### Activity:
Please restate the data exactly, from the first line to the last.
Information shown Block Start
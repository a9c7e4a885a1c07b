use super::{ScheduleSource, ShowtimesApiSource, WhatsOnPageSource};
use crate::common::constants::{SHOWTIMES_API_SOURCE, WHATS_ON_PAGE_SOURCE};
use crate::config::AppConfig;

/// Creates the named acquisition source, or None when the name is unknown
/// or the source is not configured.
pub fn create_source(name: &str, config: &AppConfig) -> Option<Box<dyn ScheduleSource>> {
    match name {
        WHATS_ON_PAGE_SOURCE => Some(Box::new(WhatsOnPageSource::new(
            config.sources.whats_on_url.clone(),
        ))),
        SHOWTIMES_API_SOURCE => config
            .sources
            .showtimes_api_url
            .clone()
            .map(|url| Box::new(ShowtimesApiSource::new(url)) as Box<dyn ScheduleSource>),
        _ => None,
    }
}

#[cfg(test)]
mod tests {
    use super::*;

    #[test]
    fn test_known_sources_are_constructed() {
        let mut config = AppConfig::default();
        config.sources.showtimes_api_url = Some("https://example.test/api".to_string());
        let source = create_source(WHATS_ON_PAGE_SOURCE, &config).unwrap();
        assert_eq!(source.source_name(), WHATS_ON_PAGE_SOURCE);
        let source = create_source(SHOWTIMES_API_SOURCE, &config).unwrap();
        assert_eq!(source.source_name(), SHOWTIMES_API_SOURCE);
    }

    #[test]
    fn test_unknown_or_unconfigured_sources_are_none() {
        let config = AppConfig::default();
        assert!(create_source("carrier-pigeon", &config).is_none());
        // No API URL configured.
        assert!(create_source(SHOWTIMES_API_SOURCE, &config).is_none());
    }
}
Information shown Block End
### Task response:
repository a9c7e4a885a1c07b
use super::{ScheduleSource, ShowtimesApiSource, WhatsOnPageSource};
use crate::common::constants::{SHOWTIMES_API_SOURCE, WHATS_ON_PAGE_SOURCE};
use crate::config::AppConfig;

/// Creates the named acquisition source, or None when the name is unknown
/// or the source is not configured.
pub fn create_source(name: &str, config: &AppConfig) -> Option<Box<dyn ScheduleSource>> {
    match name {
        WHATS_ON_PAGE_SOURCE => Some(Box::new(WhatsOnPageSource::new(
            config.sources.whats_on_url.clone(),
        ))),
        SHOWTIMES_API_SOURCE => config
            .sources
            .showtimes_api_url
            .clone()
            .map(|url| Box::new(ShowtimesApiSource::new(url)) as Box<dyn ScheduleSource>),
        _ => None,
    }
}

#[cfg(test)]
mod tests {
    use super::*;

    #[test]
    fn test_known_sources_are_constructed() {
        let mut config = AppConfig::default();
        config.sources.showtimes_api_url = Some("https://example.test/api".to_string());
        let source = create_source(WHATS_ON_PAGE_SOURCE, &config).unwrap();
        assert_eq!(source.source_name(), WHATS_ON_PAGE_SOURCE);
        let source = create_source(SHOWTIMES_API_SOURCE, &config).unwrap();
        assert_eq!(source.source_name(), SHOWTIMES_API_SOURCE);
    }

    #[test]
    fn test_unknown_or_unconfigured_sources_are_none() {
        let config = AppConfig::default();
        assert!(create_source("carrier-pigeon", &config).is_none());
        // No API URL configured.
        assert!(create_source(SHOWTIMES_API_SOURCE, &config).is_none());
    }
}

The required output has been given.